The Elizabethton Cyclones will go into the TSSAA state quarterfinals this Friday for the first time since 1999.

By Tim Chambers
star staff
tchambers@starhq.com

  The Tennessee High Vikings are undefeated riding a 12-game winning streak while the Elizabethton Cyclones continue the ride of their lives. Looking to slay the mighty Vikings, the Cyclones come calling with a sling shot and stone hoping to advance deeper in the promise land.
  Winners of sixth straight, the Cyclones know that Tennessee High will be their toughest test of the season.
  "Tennessee High is so athletic," stated Cyclone head coach Eddie Pless. "They are well coached and very disciplined. They have outstanding athletes on special teams with big play potential. We'll have to play our best to win."
  Tennessee High appeared invincible during the regular season but the last two weeks have not been easy for the Vikings. Tennessee High knocked off Morristown West 17-6 in first round action but had to come from behind last Friday to defeat Sullivan South 31-17. A fumbled punt late in the game resulted in the go-ahead touchdown.
  Meanwhile fourth seed Elizabethton has been king of the hill during the playoffs, laying the Boomhauer on Cherokee and Sullivan East.
  "Nobody really expected us to be where we are at," added Pless. "Many of our players are in uncharted waters."
  Not since 1999 has Elizabethton journeyed this far into the playoffs. With the Witten brothers leading the way, Betsy advanced to the semi-finals during the 1997, 98 and 99 seasons.
   The Cyclones were defeated by Maryville twice before losing to Knox Central the final year. Shawn played two season before continuing his career at Virginia Tech.
  Jason has become the premier tightend for the Dallas Cowboys with pro bowl in the makings. He played in every semi-final game.
  Justin Fair, who was also a part of the team, signed with the Naval Academy after a stellar football career.
  Although not as talented as the 'Clones of the late 90's, this group knows that sometimes it takes a little luck getting to the big dance.
  "Our kids want to prove that we're a better football team than the first time we played them," said Pless. "The first game we were experimenting with a new defense. We had several players on the field with not much varsity experience.
  "We tried to change some things during the course of the game and made some mistakes that you can't make against a quality opponent like Tennessee High. Our kids are excited about getting a second opportunity against one of the top ranked teams in the state."
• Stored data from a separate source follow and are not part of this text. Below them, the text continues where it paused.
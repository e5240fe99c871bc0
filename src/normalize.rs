//! Turns heterogeneous helpdesk conversations into canonical [`MetricRow`]s.
//!
//! Each output field is resolved by an ordered chain of resolvers. The first
//! resolver that yields a value wins; when none does, the field takes its
//! documented default, so normalization never fails.

use chrono::DateTime;
use tracing::debug;

use crate::models::{Directory, MetricRow, RawConversation};

pub const DEFAULT_TEAM: &str = "General";
pub const DEFAULT_AGENT: &str = "Unassigned";
pub const DEFAULT_QUEUE: &str = "Email";

const MILLIS_PER_HOUR: f64 = 3_600_000.0;

pub type Resolver<T> = fn(&RawConversation) -> Option<T>;

pub const FIRST_RESPONSE_RESOLVERS: [Resolver<f64>; 3] = [
    response_hours_from_done_time,
    response_hours_from_first_response,
    response_hours_from_first_message_out,
];

pub const SATISFACTION_RESOLVERS: [Resolver<f64>; 2] =
    [satisfaction_direct, satisfaction_from_survey];

pub const TEAM_ID_RESOLVERS: [Resolver<String>; 3] = [
    team_from_assignment,
    team_from_first_done,
    team_from_last_done,
];

pub const AGENT_ID_RESOLVERS: [Resolver<String>; 3] = [
    agent_from_assignment,
    agent_from_first_done,
    agent_from_last_done,
];

/// Returns the first value produced by `resolvers`, in order.
pub fn first_resolved<T>(raw: &RawConversation, resolvers: &[Resolver<T>]) -> Option<T> {
    resolvers.iter().find_map(|resolve| resolve(raw))
}

pub fn normalize(raw: &RawConversation, directory: &Directory) -> MetricRow {
    let attributes = &raw.attributes;

    let first_response_time_hours =
        first_resolved(raw, &FIRST_RESPONSE_RESOLVERS).unwrap_or(0.0).max(0.0);
    let satisfaction_score = first_resolved(raw, &SATISFACTION_RESOLVERS).unwrap_or(0.0);

    // The directory lookup happens once, on the winning id; a miss does not
    // retry with lower-priority ids.
    let team = first_resolved(raw, &TEAM_ID_RESOLVERS)
        .and_then(|id| directory.team_name(&id))
        .unwrap_or_else(|| DEFAULT_TEAM.to_string());
    let agent = first_resolved(raw, &AGENT_ID_RESOLVERS)
        .and_then(|id| directory.user_name(&id))
        .unwrap_or_else(|| DEFAULT_AGENT.to_string());

    let contact_volume = attributes
        .message_count
        .filter(|count| *count > 0)
        .map(|count| u32::try_from(count).unwrap_or(u32::MAX))
        .unwrap_or(1);

    MetricRow {
        date: attributes.created_at.date_naive(),
        team,
        queue: queue_label(&attributes.channels),
        agent,
        first_response_time_hours,
        satisfaction_score,
        contact_volume,
    }
}

/// Normalizes a batch, preserving input order.
pub fn normalize_all(records: &[RawConversation], directory: &Directory) -> Vec<MetricRow> {
    let rows: Vec<MetricRow> = records
        .iter()
        .map(|raw| normalize(raw, directory))
        .collect();
    debug!(rows = rows.len(), "normalized conversations");
    rows
}

/// First channel with its leading letter upper-cased.
pub fn queue_label(channels: &[String]) -> String {
    let Some(channel) = channels.first().map(|c| c.trim()).filter(|c| !c.is_empty()) else {
        return DEFAULT_QUEUE.to_string();
    };
    let mut chars = channel.chars();
    match chars.next() {
        Some(first) => first.to_uppercase().chain(chars).collect(),
        None => DEFAULT_QUEUE.to_string(),
    }
}

fn positive(value: f64) -> Option<f64> {
    (value.is_finite() && value > 0.0).then_some(value)
}

fn non_blank(id: &str) -> Option<String> {
    let id = id.trim();
    (!id.is_empty()).then(|| id.to_string())
}

fn first_id(ids: &[String]) -> Option<String> {
    non_blank(ids.first()?)
}

fn hours_since_creation(raw: &RawConversation, timestamp: Option<&str>) -> Option<f64> {
    let later = DateTime::parse_from_rfc3339(timestamp?).ok()?;
    let elapsed = later - raw.attributes.created_at;
    positive(elapsed.num_milliseconds() as f64 / MILLIS_PER_HOUR)
}

pub fn response_hours_from_done_time(raw: &RawConversation) -> Option<f64> {
    let millis = raw.attributes.first_done.as_ref()?.time?;
    positive(millis / MILLIS_PER_HOUR)
}

pub fn response_hours_from_first_response(raw: &RawConversation) -> Option<f64> {
    let response = raw.attributes.first_response.as_ref()?;
    hours_since_creation(raw, response.created_at.as_deref())
}

pub fn response_hours_from_first_message_out(raw: &RawConversation) -> Option<f64> {
    let message = raw.attributes.first_message_out.as_ref()?;
    hours_since_creation(raw, message.sent_at.as_deref())
}

pub fn satisfaction_direct(raw: &RawConversation) -> Option<f64> {
    positive(raw.attributes.satisfaction?)
}

pub fn satisfaction_from_survey(raw: &RawConversation) -> Option<f64> {
    let answers = &raw.attributes.satisfaction_level.as_ref()?.answers;
    positive(answers.last()?.rating?)
}

pub fn team_from_assignment(raw: &RawConversation) -> Option<String> {
    first_id(&raw.attributes.assigned_teams)
}

pub fn team_from_first_done(raw: &RawConversation) -> Option<String> {
    first_id(&raw.attributes.first_done.as_ref()?.created_by_teams)
}

pub fn team_from_last_done(raw: &RawConversation) -> Option<String> {
    first_id(&raw.attributes.last_done.as_ref()?.created_by_teams)
}

pub fn agent_from_assignment(raw: &RawConversation) -> Option<String> {
    first_id(&raw.attributes.assigned_users)
}

pub fn agent_from_first_done(raw: &RawConversation) -> Option<String> {
    non_blank(raw.attributes.first_done.as_ref()?.created_by.as_deref()?)
}

pub fn agent_from_last_done(raw: &RawConversation) -> Option<String> {
    non_blank(raw.attributes.last_done.as_ref()?.created_by.as_deref()?)
}

#[cfg(test)]
mod tests {
    use super::*;
    use crate::models::{DirectoryAttributes, DirectoryEntry};
    use chrono::NaiveDate;
    use serde_json::json;

    fn conversation(attributes: serde_json::Value) -> RawConversation {
        serde_json::from_value(json!({ "id": "conv-1", "attributes": attributes })).unwrap()
    }

    fn entry(id: &str, display_name: Option<&str>, email: Option<&str>) -> DirectoryEntry {
        DirectoryEntry {
            id: id.to_string(),
            attributes: DirectoryAttributes {
                display_name: display_name.map(str::to_string),
                name: None,
                email: email.map(str::to_string),
            },
        }
    }

    fn directory() -> Directory {
        Directory::from_entries(
            vec![entry("T1", Some("Sales"), None), entry("T2", Some("Billing"), None)],
            vec![
                entry("U1", Some("Ana García"), None),
                entry("U2", None, Some("carlos@example.com")),
            ],
        )
    }

    #[test]
    fn bare_record_resolves_to_defaults() {
        let raw = conversation(json!({ "createdAt": "2024-03-05T23:59:59Z" }));
        let row = normalize(&raw, &directory());

        assert_eq!(row.date, NaiveDate::from_ymd_opt(2024, 3, 5).unwrap());
        assert_eq!(row.team, DEFAULT_TEAM);
        assert_eq!(row.agent, DEFAULT_AGENT);
        assert_eq!(row.queue, DEFAULT_QUEUE);
        assert_eq!(row.first_response_time_hours, 0.0);
        assert_eq!(row.satisfaction_score, 0.0);
        assert_eq!(row.contact_volume, 1);
    }

    #[test]
    fn date_keeps_the_calendar_day_as_written() {
        let evening = conversation(json!({ "createdAt": "2024-01-01T22:30:00-05:00" }));
        let early = conversation(json!({ "createdAt": "2024-01-02T00:15:00+02:00" }));
        assert_eq!(
            normalize(&evening, &Directory::default()).date,
            NaiveDate::from_ymd_opt(2024, 1, 1).unwrap()
        );
        assert_eq!(
            normalize(&early, &Directory::default()).date,
            NaiveDate::from_ymd_opt(2024, 1, 2).unwrap()
        );
    }

    #[test]
    fn response_time_spans_offsets() {
        let raw = conversation(json!({
            "createdAt": "2024-01-01T22:30:00-05:00",
            "firstResponse": { "createdAt": "2024-01-02T05:30:00Z" }
        }));
        assert_eq!(first_resolved(&raw, &FIRST_RESPONSE_RESOLVERS), Some(2.0));
    }

    #[test]
    fn wrong_typed_fields_fall_through_to_fallbacks() {
        let raw = conversation(json!({
            "createdAt": "2024-01-01T10:00:00Z",
            "firstDone": { "time": "n/a", "createdBy": 42, "createdByTeams": "T1" },
            "firstResponse": { "createdAt": 1704106800000_i64 },
            "firstMessageOut": { "sentAt": "2024-01-01T11:00:00Z" },
            "satisfaction": "4",
            "satisfactionLevel": { "answers": [{ "rating": "five" }, { "rating": 3 }] },
            "assignedTeams": "T1",
            "assignedUsers": [null, "U1"],
            "lastDone": { "createdByTeams": ["T2"] },
            "channels": "chat",
            "messageCount": 3.0
        }));
        let row = normalize(&raw, &directory());

        assert_eq!(row.first_response_time_hours, 1.0);
        assert_eq!(row.satisfaction_score, 3.0);
        assert_eq!(row.team, "Billing");
        assert_eq!(row.agent, "Ana García");
        assert_eq!(row.queue, DEFAULT_QUEUE);
        assert_eq!(row.contact_volume, 3);
    }

    #[test]
    fn fractional_message_count_uses_default_volume() {
        let raw = conversation(json!({ "createdAt": "2024-01-01T10:00:00Z", "messageCount": 2.5 }));
        assert_eq!(normalize(&raw, &Directory::default()).contact_volume, 1);
    }

    #[test]
    fn date_ignores_optional_fields() {
        let raw = conversation(json!({
            "createdAt": "2024-03-05T08:15:00Z",
            "firstDone": { "time": 7200000, "createdBy": "U1" },
            "satisfaction": 4,
            "channels": ["chat"],
            "messageCount": 9
        }));
        assert_eq!(
            normalize(&raw, &Directory::default()).date,
            NaiveDate::from_ymd_opt(2024, 3, 5).unwrap()
        );
    }

    #[test]
    fn first_response_prefers_done_time() {
        let raw = conversation(json!({
            "createdAt": "2024-01-01T10:00:00Z",
            "firstDone": { "time": 5400000 },
            "firstResponse": { "createdAt": "2024-01-01T14:00:00Z" }
        }));
        let row = normalize(&raw, &Directory::default());
        assert!((row.first_response_time_hours - 1.5).abs() < 1e-9);
    }

    #[test]
    fn first_response_falls_back_through_timestamps() {
        let from_response = conversation(json!({
            "createdAt": "2024-01-01T10:00:00Z",
            "firstDone": { "time": 0 },
            "firstResponse": { "createdAt": "2024-01-01T13:00:00Z" },
            "firstMessageOut": { "sentAt": "2024-01-01T11:00:00Z" }
        }));
        assert_eq!(first_resolved(&from_response, &FIRST_RESPONSE_RESOLVERS), Some(3.0));

        let from_outbound = conversation(json!({
            "createdAt": "2024-01-01T10:00:00Z",
            "firstResponse": { "createdAt": "not a timestamp" },
            "firstMessageOut": { "sentAt": "2024-01-01T10:30:00Z" }
        }));
        assert_eq!(first_resolved(&from_outbound, &FIRST_RESPONSE_RESOLVERS), Some(0.5));
    }

    #[test]
    fn each_response_resolver_is_independent() {
        let raw = conversation(json!({
            "createdAt": "2024-01-01T10:00:00Z",
            "firstMessageOut": { "sentAt": "2024-01-01T12:00:00Z" }
        }));
        assert_eq!(response_hours_from_done_time(&raw), None);
        assert_eq!(response_hours_from_first_response(&raw), None);
        assert_eq!(response_hours_from_first_message_out(&raw), Some(2.0));
    }

    #[test]
    fn response_before_creation_is_not_negative() {
        let raw = conversation(json!({
            "createdAt": "2024-01-01T10:00:00Z",
            "firstResponse": { "createdAt": "2024-01-01T09:00:00Z" }
        }));
        assert_eq!(normalize(&raw, &Directory::default()).first_response_time_hours, 0.0);
    }

    #[test]
    fn satisfaction_uses_last_survey_answer() {
        let raw = conversation(json!({
            "createdAt": "2024-01-01T10:00:00Z",
            "satisfaction": 0,
            "satisfactionLevel": { "answers": [{ "rating": 2 }, { "rating": 5 }] }
        }));
        assert_eq!(satisfaction_direct(&raw), None);
        assert_eq!(normalize(&raw, &Directory::default()).satisfaction_score, 5.0);

        let direct = conversation(json!({
            "createdAt": "2024-01-01T10:00:00Z",
            "satisfaction": 3.5,
            "satisfactionLevel": { "answers": [{ "rating": 1 }] }
        }));
        assert_eq!(normalize(&direct, &Directory::default()).satisfaction_score, 3.5);

        let empty_survey = conversation(json!({
            "createdAt": "2024-01-01T10:00:00Z",
            "satisfactionLevel": { "answers": [] }
        }));
        assert_eq!(satisfaction_from_survey(&empty_survey), None);
    }

    #[test]
    fn assigned_team_is_looked_up_in_directory() {
        let raw = conversation(json!({
            "createdAt": "2024-01-01T10:00:00Z",
            "assignedTeams": ["T1"]
        }));
        assert_eq!(normalize(&raw, &directory()).team, "Sales");
    }

    #[test]
    fn team_falls_back_to_completion_events() {
        let raw = conversation(json!({
            "createdAt": "2024-01-01T10:00:00Z",
            "firstDone": { "createdByTeams": [] },
            "lastDone": { "createdByTeams": ["T2", "T1"] }
        }));
        assert_eq!(team_from_first_done(&raw), None);
        assert_eq!(normalize(&raw, &directory()).team, "Billing");
    }

    #[test]
    fn unknown_team_id_uses_default() {
        let raw = conversation(json!({
            "createdAt": "2024-01-01T10:00:00Z",
            "assignedTeams": ["T9"]
        }));
        assert_eq!(normalize(&raw, &directory()).team, DEFAULT_TEAM);
    }

    #[test]
    fn agent_resolution_order_and_email_fallback() {
        let assigned = conversation(json!({
            "createdAt": "2024-01-01T10:00:00Z",
            "assignedUsers": ["U1"],
            "firstDone": { "createdBy": "U2" }
        }));
        assert_eq!(normalize(&assigned, &directory()).agent, "Ana García");

        let from_done = conversation(json!({
            "createdAt": "2024-01-01T10:00:00Z",
            "lastDone": { "createdBy": "U2" }
        }));
        assert_eq!(agent_from_first_done(&from_done), None);
        assert_eq!(normalize(&from_done, &directory()).agent, "carlos@example.com");
    }

    #[test]
    fn queue_title_cases_first_channel() {
        assert_eq!(queue_label(&["chat".to_string(), "email".to_string()]), "Chat");
        assert_eq!(queue_label(&["sms".to_string()]), "Sms");
        assert_eq!(queue_label(&[]), "Email");
        assert_eq!(queue_label(&[String::new()]), "Email");
    }

    #[test]
    fn contact_volume_requires_positive_count() {
        let counted = conversation(json!({ "createdAt": "2024-01-01T10:00:00Z", "messageCount": 6 }));
        let negative = conversation(json!({ "createdAt": "2024-01-01T10:00:00Z", "messageCount": -2 }));
        assert_eq!(normalize(&counted, &Directory::default()).contact_volume, 6);
        assert_eq!(normalize(&negative, &Directory::default()).contact_volume, 1);
    }

    #[test]
    fn normalize_all_preserves_order() {
        let records = vec![
            conversation(json!({ "createdAt": "2024-01-02T10:00:00Z" })),
            conversation(json!({ "createdAt": "2024-01-01T10:00:00Z" })),
        ];
        let rows = normalize_all(&records, &Directory::default());
        assert_eq!(rows[0].date, NaiveDate::from_ymd_opt(2024, 1, 2).unwrap());
        assert_eq!(rows[1].date, NaiveDate::from_ymd_opt(2024, 1, 1).unwrap());
    }
}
  Few are picking the Cyclones to win with the odds being greater than a heavyweight sumo wrestler waist size.
  "This group of seniors have never had the type of season as this one since they begin playing," added Pless. "None of these kids are ready to hang up the pads just yet. We will be ready to play Friday night."
  A win over the Vikings would creating more excitement than mice in a crowded ladies restroom. But much more is at stake for the orange and black.
  At the beginning of the season the Cyclones dedicated the entire season to former Cyclone head coach Tommy Jenkins who passed away August 25. Jenkins succumb to cancer after fighting a courageous battle but what he left as a Cyclone has given them much to play for.
  Athletic director Larry Alderson gave this description of Jenkins.
  "Tommy was the perfect example of a Cyclone, undersized but overachieving," he said.
  Much like the Cyclone team that journeys to the Stone Castle Friday night with a line that is much smaller, backs that are less quicker, it is a mis-match if you look at both teams on paper.
  But the game will be played on the field and Coach Jenkins will be watching from above. Miracles do come in all shapes and sizes. Even in the form of a slingshot and stone.